Al Berto -(1948 - 1997)Alberto Raposo Pidwell Tavares nasce em Coimbra a 11 de Janeiro de 1948. No ano seguinte já está em Sines, onde passa parte da infância e adolescência.
Poucos conhecem o seu lado escultórico, mas os amigos de infância ainda recordam os "bonecos" em argila que esculpia em casa, muito antes da António Arroio.
Teve sempre um ar extremamente irreverente para o seu tempo.
Filho de família da alta burguesia de origem britânica extraordinariamente conservadora, na sua adolescência, traja de modo displicente de calças de ganga e ténis rotos, para escândalo geral.

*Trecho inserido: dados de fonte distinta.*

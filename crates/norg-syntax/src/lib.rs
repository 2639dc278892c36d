//! # norg-syntax
//!
//! A lossless, block-level syntax tree for the Norg markup notation using
//! [Rowan] + [Logos], following the [rust-analyzer] architecture model.
//!
//! [Rowan]: https://docs.rs/rowan
//! [Logos]: https://docs.rs/logos
//! [rust-analyzer]: https://rust-analyzer.github.io/book/contributing/syntax.html
//!
//! ## What It Parses
//!
//! Norg organises text into a strict heading hierarchy (`*` to `******`),
//! single-line quotes (`>`), unordered list items (`-`), paragraphs, blank
//! lines, `===` paragraph delimiters and line-start escapes (`\*`).
//!
//! The central rule is **strict nesting**: a heading only ever contains
//! headings deeper than itself. A heading of the same or a shallower level
//! closes it.
//!
//! ## Architecture Overview
//!
//! ```text
//! Source Text → TokenSource → Tokens → Parser → Events → Sink → Rowan Tree
//!               (Logos)                (Grammar)        (GreenNodeBuilder)
//! ```
//!
//! ### 1. Lexer ([`lexer`] module)
//!
//! The grammar only sees typed tokens: heading prefixes for six levels, quote
//! and list prefixes, paragraph segments, escapes, delimiters and blank lines.
//! Tokenizing is behind the [`TokenSource`](lexer::TokenSource) trait;
//! [`NorgLexer`](lexer::NorgLexer) is the default implementation.
//!
//! ### 2. Parser ([`parser`] module)
//!
//! A recursive-descent parser that walks the tokens once, left to right, and
//! emits **events**. Where several constructs could start, the grammar tries
//! a fixed, prioritised list of alternatives.
//!
//! ### 3. Sink ([`parser::sink`] module)
//!
//! The sink builds a Rowan green tree from the events. The typed views in
//! [`ast`] sit on top of it.
//!
//! ## Errors
//!
//! Parsing is all or nothing. A heading prefix with no title, an escape with
//! nothing to escape, a token no rule accepts, or nesting beyond
//! [`ParseOptions::max_depth`] each yield a [`ParseError`] carrying the byte
//! offset where it happened. No partial tree is returned.
//!
//! ## Module Structure
//!
//! ```text
//! norg-syntax/
//! ├── lib.rs           # This file - public API and integration tests
//! ├── syntax_kind.rs   # SyntaxKind enum (tokens + nodes) and Rowan integration
//! ├── lexer.rs         # TokenSource trait and the Logos-based NorgLexer
//! ├── ast.rs           # Typed views: Document, Block, Heading, ...
//! └── parser/
//!     ├── mod.rs       # Parser struct, Marker system, public parse functions
//!     ├── error.rs     # ParseError
//!     ├── event.rs     # Event enum (Start, Token, Finish, Placeholder)
//!     ├── sink.rs      # Converts events to Rowan GreenNode
//!     └── grammar/
//!         ├── mod.rs   # Document root and the ordered-choice rule tables
//!         ├── block.rs # Paragraphs, escapes, quotes, list items
//!         └── heading.rs # The heading hierarchy
//! ```
//!
//! ## Quick Start
//!
//! ```
//! use norg_syntax::{parse, SyntaxKind};
//!
//! let tree = parse("* Hello\n").unwrap().syntax();
//!
//! // The tree preserves all text
//! assert_eq!(tree.text().to_string(), "* Hello\n");
//!
//! // Navigate the tree structure
//! assert_eq!(tree.kind(), SyntaxKind::DOCUMENT);
//! let heading = tree.children().next().unwrap();
//! assert_eq!(heading.kind(), SyntaxKind::HEADING1);
//! ```

pub mod ast;
pub mod lexer;
pub mod parser;
pub mod syntax_kind;

pub use parser::{
    DEFAULT_MAX_DEPTH, Parse, ParseError, ParseOptions, parse, parse_tokens, parse_with,
    parse_with_source,
};
pub use syntax_kind::{
    MAX_HEADING_LEVEL, NorgLang, SyntaxElement, SyntaxKind, SyntaxNode, SyntaxToken,
};
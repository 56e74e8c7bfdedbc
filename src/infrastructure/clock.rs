use crate::domain::ports::Clock;
use chrono::{DateTime, Duration, Utc};
use std::sync::{Arc, Mutex};

/// System clock that uses the real wall-clock time.
#[derive(Debug, Clone, Copy, Default)]
pub struct SystemClock;

impl Clock for SystemClock {
    fn now(&self) -> DateTime<Utc> {
        Utc::now()
    }
}

/// Manually driven clock for deterministic expiry tests.
///
/// Clones share the same instant, so a test can hand one clone to the
/// managers and keep another to advance time.
#[derive(Debug, Clone)]
pub struct ManualClock {
    now: Arc<Mutex<DateTime<Utc>>>,
}

impl ManualClock {
    pub fn new(start: DateTime<Utc>) -> Self {
        Self {
            now: Arc::new(Mutex::new(start)),
        }
    }

    pub fn advance(&self, by: Duration) {
        let mut now = self.now.lock().unwrap_or_else(|poisoned| poisoned.into_inner());
        *now += by;
    }
}

impl Default for ManualClock {
    fn default() -> Self {
        Self::new(Utc::now())
    }
}

impl Clock for ManualClock {
    fn now(&self) -> DateTime<Utc> {
        *self.now.lock().unwrap_or_else(|poisoned| poisoned.into_inner())
    }
}
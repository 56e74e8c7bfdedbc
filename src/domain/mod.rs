//! Domain model: payment records, access sessions and the ports the
//! application layer depends on.

pub mod gateway;
pub mod payment;
pub mod ports;
pub mod session;
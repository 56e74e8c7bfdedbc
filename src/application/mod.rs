//! Application layer: the payment lifecycle, access sessions and the
//! background sweeper. Everything here talks to storage and the provider
//! only through the ports in `crate::domain::ports`.

pub mod lifecycle;
pub mod sessions;
pub mod sweeper;
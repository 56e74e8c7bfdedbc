//! Command-line and environment configuration.
//!
//! Every option can also be set through the environment variable named in its
//! help text; a `.env` file in the working directory is loaded first.

use crate::application::lifecycle::LifecyclePolicy;
use crate::application::sweeper::SweeperConfig;
use crate::error::{PaymentError, Result};
use crate::infrastructure::gateway::e2payments::E2PaymentsConfig;
use crate::interfaces::http::{DEFAULT_WEBHOOK_PATH, RequestDefaults, RouterOptions};
use clap::{Args, Parser, Subcommand};
use rust_decimal::Decimal;
use std::path::PathBuf;
use std::time::Duration;

#[derive(Parser, Debug)]
#[command(author, version, about = "Time-limited premium access unlocked by mobile payments", long_about = None)]
pub struct Cli {
    #[command(flatten)]
    pub config: Config,

    #[command(subcommand)]
    pub command: Option<Command>,
}

#[derive(Subcommand, Debug, Clone, Copy, PartialEq, Eq)]
pub enum Command {
    /// Run the HTTP service and the background sweeper (default)
    Serve,
    /// Run a single reconciliation pass and print its report
    Sweep,
}

#[derive(Args, Debug, Clone)]
pub struct Config {
    /// Address to bind the HTTP listener to
    #[arg(long, env = "HOST", default_value = "0.0.0.0")]
    pub host: String,

    /// Port for the HTTP listener
    #[arg(long, env = "PORT", default_value_t = 3000)]
    pub port: u16,

    /// Path to persistent database (optional). If provided, uses RocksDB.
    #[arg(long, env = "DB_PATH")]
    pub db_path: Option<PathBuf>,

    /// Length of the access window granted by a completed payment
    #[arg(long, env = "SESSION_DURATION_SECS", default_value_t = 3600)]
    pub session_duration_secs: u64,

    /// Time between reconciliation passes
    #[arg(long, env = "SWEEP_INTERVAL_SECS", default_value_t = 10)]
    pub sweep_interval_secs: u64,

    /// Age after which an uncompleted payment is discarded
    #[arg(long, env = "PAYMENT_RETENTION_SECS", default_value_t = 7200)]
    pub payment_retention_secs: u64,

    /// Base URL of the e2Payments API
    #[arg(
        long,
        env = "E2PAYMENTS_BASE_URL",
        default_value = "http://localhost:8000/v1"
    )]
    pub gateway_url: String,

    /// e2Payments API key. Without one, payments run in simulation mode.
    #[arg(long, env = "E2PAYMENTS_API_KEY", hide_env_values = true)]
    pub gateway_api_key: Option<String>,

    /// Upper bound on a single gateway call
    #[arg(long, env = "GATEWAY_TIMEOUT_SECS", default_value_t = 10)]
    pub gateway_timeout_secs: u64,

    /// Route that receives provider confirmations
    #[arg(long, env = "WEBHOOK_PATH", default_value = DEFAULT_WEBHOOK_PATH)]
    pub webhook_path: String,

    /// Amount charged when a request does not specify one
    #[arg(long, env = "DEFAULT_AMOUNT", default_value = "50.00")]
    pub default_amount: Decimal,

    /// Payment method used when a request does not specify one
    #[arg(long, env = "DEFAULT_METHOD", default_value = "mpesa")]
    pub default_method: String,

    /// Mount `POST /api/session/extend`, which grants access without payment
    #[arg(long, env = "ENABLE_DEBUG_ROUTES")]
    pub enable_debug_routes: bool,

    /// Skip gateway connectivity probes at startup and during sweeps
    #[arg(long, env = "NO_GATEWAY_PROBE")]
    pub no_gateway_probe: bool,
}

impl Config {
    /// Rejects combinations that would make the service misbehave.
    pub fn validate(&self) -> Result<()> {
        for (name, value) in [
            ("session duration", self.session_duration_secs),
            ("sweep interval", self.sweep_interval_secs),
            ("payment retention", self.payment_retention_secs),
            ("gateway timeout", self.gateway_timeout_secs),
        ] {
            if value == 0 {
                return Err(PaymentError::ConfigError(format!(
                    "{name} must be greater than zero"
                )));
            }
        }
        if self.sweep_interval_secs >= self.session_duration_secs {
            return Err(PaymentError::ConfigError(format!(
                "sweep interval ({}s) must be shorter than the session duration ({}s)",
                self.sweep_interval_secs, self.session_duration_secs
            )));
        }
        if !self.webhook_path.starts_with('/') {
            return Err(PaymentError::ConfigError(format!(
                "webhook path {:?} must start with '/'",
                self.webhook_path
            )));
        }
        if self.default_amount <= Decimal::ZERO {
            return Err(PaymentError::ConfigError(
                "default amount must be positive".to_string(),
            ));
        }
        if self.default_method.trim().is_empty() {
            return Err(PaymentError::ConfigError(
                "default method must not be empty".to_string(),
            ));
        }
        self.session_duration()?;
        self.payment_retention()?;
        Ok(())
    }

    pub fn bind_addr(&self) -> String {
        format!("{}:{}", self.host, self.port)
    }

    pub fn session_duration(&self) -> Result<chrono::Duration> {
        seconds("session duration", self.session_duration_secs)
    }

    pub fn payment_retention(&self) -> Result<chrono::Duration> {
        seconds("payment retention", self.payment_retention_secs)
    }

    pub fn lifecycle_policy(&self) -> Result<LifecyclePolicy> {
        Ok(LifecyclePolicy {
            session_duration: self.session_duration()?,
            gateway_timeout: Duration::from_secs(self.gateway_timeout_secs),
        })
    }

    pub fn sweeper_config(&self) -> Result<SweeperConfig> {
        Ok(SweeperConfig {
            interval: Duration::from_secs(self.sweep_interval_secs),
            retention: self.payment_retention()?,
            probe_gateway: !self.no_gateway_probe,
        })
    }

    pub fn request_defaults(&self) -> Result<RequestDefaults> {
        Ok(RequestDefaults {
            amount: self.default_amount,
            method: self.default_method.trim().to_string(),
            session_duration: self.session_duration()?,
        })
    }

    pub fn router_options(&self) -> RouterOptions {
        RouterOptions {
            webhook_path: self.webhook_path.clone(),
            debug_routes: self.enable_debug_routes,
        }
    }

    /// Provider settings, or `None` when no API key is configured.
    pub fn e2payments(&self) -> Option<E2PaymentsConfig> {
        let api_key = self.gateway_api_key.as_deref()?.trim();
        if api_key.is_empty() {
            return None;
        }
        Some(E2PaymentsConfig {
            base_url: self.gateway_url.clone(),
            api_key: api_key.to_string(),
            timeout: Duration::from_secs(self.gateway_timeout_secs),
        })
    }
}

/// Longest accepted duration: one hundred years.
const MAX_DURATION_SECS: u64 = 100 * 365 * 24 * 60 * 60;

fn seconds(name: &str, secs: u64) -> Result<chrono::Duration> {
    if secs > MAX_DURATION_SECS {
        return Err(PaymentError::ConfigError(format!(
            "{name} of {secs}s exceeds the maximum of {MAX_DURATION_SECS}s"
        )));
    }
    i64::try_from(secs)
        .ok()
        .and_then(chrono::Duration::try_seconds)
        .ok_or_else(|| PaymentError::ConfigError(format!("{name} of {secs}s is out of range")))
}
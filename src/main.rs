use clap::Parser;
use miette::{IntoDiagnostic, Result};
use premium_gate::application::lifecycle::PaymentLifecycleManager;
use premium_gate::application::sessions::AccessSessionManager;
use premium_gate::application::sweeper::ReconciliationSweeper;
use premium_gate::config::{Cli, Command, Config};
use premium_gate::domain::ports::{ClockRef, PaymentGatewayRef, PaymentStoreRef, SessionStoreRef};
use premium_gate::infrastructure::clock::SystemClock;
use premium_gate::infrastructure::gateway::e2payments::E2PaymentsGateway;
use premium_gate::infrastructure::gateway::simulated::SimulatedGateway;
use premium_gate::infrastructure::in_memory::{InMemoryPaymentStore, InMemorySessionStore};
#[cfg(feature = "storage-rocksdb")]
use premium_gate::infrastructure::rocksdb::RocksDBStore;
use premium_gate::interfaces::http::{AppState, router};
use std::path::Path;
use std::sync::Arc;
use tokio::sync::watch;
use tracing_subscriber::EnvFilter;
use tracing_subscriber::layer::SubscriberExt;
use tracing_subscriber::util::SubscriberInitExt;

struct Stores {
    payments: PaymentStoreRef,
    sessions: SessionStoreRef,
}

impl Stores {
    fn in_memory() -> Self {
        Self {
            payments: Arc::new(InMemoryPaymentStore::new()),
            sessions: Arc::new(InMemorySessionStore::new()),
        }
    }
}

#[tokio::main]
async fn main() -> Result<()> {
    // A missing .env is not an error.
    let _ = dotenvy::dotenv();
    let cli = Cli::parse();
    init_tracing();

    let config = cli.config;
    config.validate().into_diagnostic()?;

    let stores = open_stores(config.db_path.as_deref()).into_diagnostic()?;
    let gateway = build_gateway(&config).into_diagnostic()?;
    let clock: ClockRef = Arc::new(SystemClock);

    match cli.command.unwrap_or(Command::Serve) {
        Command::Serve => serve(&config, stores, gateway, clock).await,
        Command::Sweep => sweep_once(&config, stores, gateway, clock).await,
    }
}

fn init_tracing() {
    tracing_subscriber::registry()
        .with(EnvFilter::try_from_default_env().unwrap_or_else(|_| EnvFilter::new("info")))
        .with(tracing_subscriber::fmt::layer().with_writer(std::io::stderr))
        .init();
}

fn open_stores(db_path: Option<&Path>) -> premium_gate::error::Result<Stores> {
    match db_path {
        #[cfg(feature = "storage-rocksdb")]
        Some(path) => {
            // Use persistent storage (RocksDB)
            let store = RocksDBStore::open(path)?;
            tracing::info!(path = %path.display(), "using RocksDB storage");
            Ok(Stores {
                payments: Arc::new(store.clone()),
                sessions: Arc::new(store),
            })
        }
        #[cfg(not(feature = "storage-rocksdb"))]
        Some(_) => {
            eprintln!(
                "WARNING: Persistent storage requested via --db-path, but 'storage-rocksdb' feature is not enabled. Falling back to In-Memory storage."
            );
            Ok(Stores::in_memory())
        }
        None => Ok(Stores::in_memory()),
    }
}

fn build_gateway(config: &Config) -> premium_gate::error::Result<PaymentGatewayRef> {
    match config.e2payments() {
        Some(settings) => {
            tracing::info!(base_url = %settings.base_url, "using e2Payments gateway");
            Ok(Arc::new(E2PaymentsGateway::new(settings)?))
        }
        None => {
            tracing::warn!("no gateway API key configured, running in SIMULATION MODE");
            Ok(Arc::new(SimulatedGateway))
        }
    }
}

async fn serve(
    config: &Config,
    stores: Stores,
    gateway: PaymentGatewayRef,
    clock: ClockRef,
) -> Result<()> {
    if !config.no_gateway_probe {
        match gateway.probe().await {
            Ok(()) => tracing::info!("payment gateway ACTIVE"),
            Err(e) => tracing::warn!(error = %e, "payment gateway probe FAILED"),
        }
    }

    let sessions = Arc::new(AccessSessionManager::new(
        stores.sessions.clone(),
        clock.clone(),
    ));
    let lifecycle = Arc::new(PaymentLifecycleManager::new(
        stores.payments.clone(),
        gateway.clone(),
        sessions.clone(),
        clock.clone(),
        config.lifecycle_policy().into_diagnostic()?,
    ));
    let sweeper = Arc::new(ReconciliationSweeper::new(
        stores.payments,
        stores.sessions,
        gateway,
        clock,
        config.sweeper_config().into_diagnostic()?,
    ));

    let (shutdown_tx, shutdown_rx) = watch::channel(false);
    let sweeper_handle = sweeper.spawn(shutdown_rx);

    let state = AppState {
        lifecycle,
        sessions,
        defaults: Arc::new(config.request_defaults().into_diagnostic()?),
    };
    let app = router(state, &config.router_options());

    let addr = config.bind_addr();
    let listener = tokio::net::TcpListener::bind(&addr)
        .await
        .into_diagnostic()?;
    tracing::info!(%addr, webhook = %config.webhook_path, "listening");

    axum::serve(listener, app)
        .with_graceful_shutdown(shutdown_signal())
        .await
        .into_diagnostic()?;

    // The receiver may already be gone if the sweeper task ended early.
    let _ = shutdown_tx.send(true);
    sweeper_handle.await.into_diagnostic()?;
    tracing::info!("shutdown complete");
    Ok(())
}

async fn sweep_once(
    config: &Config,
    stores: Stores,
    gateway: PaymentGatewayRef,
    clock: ClockRef,
) -> Result<()> {
    let sweeper = ReconciliationSweeper::new(
        stores.payments,
        stores.sessions,
        gateway,
        clock,
        config.sweeper_config().into_diagnostic()?,
    );
    let report = sweeper.run_once().await;

    println!("sessions_expired: {}", report.sessions_expired);
    println!("payments_purged: {}", report.payments_purged);
    match report.gateway_reachable {
        Some(reachable) => println!("gateway_reachable: {reachable}"),
        None => println!("gateway_reachable: skipped"),
    }
    for error in &report.errors {
        println!("error: {error}");
    }

    if !report.is_clean() {
        miette::bail!("sweep finished with {} error(s)", report.errors.len());
    }
    Ok(())
}

async fn shutdown_signal() {
    if let Err(e) = tokio::signal::ctrl_c().await {
        tracing::error!(error = %e, "could not listen for ctrl-c");
        std::future::pending::<()>().await;
    }
    tracing::info!("shutdown requested");
}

Terá sido a primeira afirmação da sua diferença intelectual.
Al Berto frequentou diversos cursos de artes plásticas, em Portugal e em Bruxelas, onde s
exilou em 1967.

A partir de 1971 dedicou-se exclusivamente à literatura.

Estreou-se com o título «À Procura do Vento num Jardim d'Agosto», 1977.
A sua poesia retomou, de algum modo, a herança surrealista, fundindo o real e o imaginário.
Está presente, frequentemente, uma particular atenção ao quotidiano como lugar de objectos e de pessoas, de passagem e de permanência, de ligação entre um tempo histórico e um tempo individual.
Posteriormente, os seus textos passam a apresentar um carácter fragmentário, numa ambiguidade entre a poesia e a prosa («Lunário», 1988; e «O Anjo Mudo», 1993)..
Foi distinguido em 1988 com Prémio Pen Club de Poesia pela obra «O Medo».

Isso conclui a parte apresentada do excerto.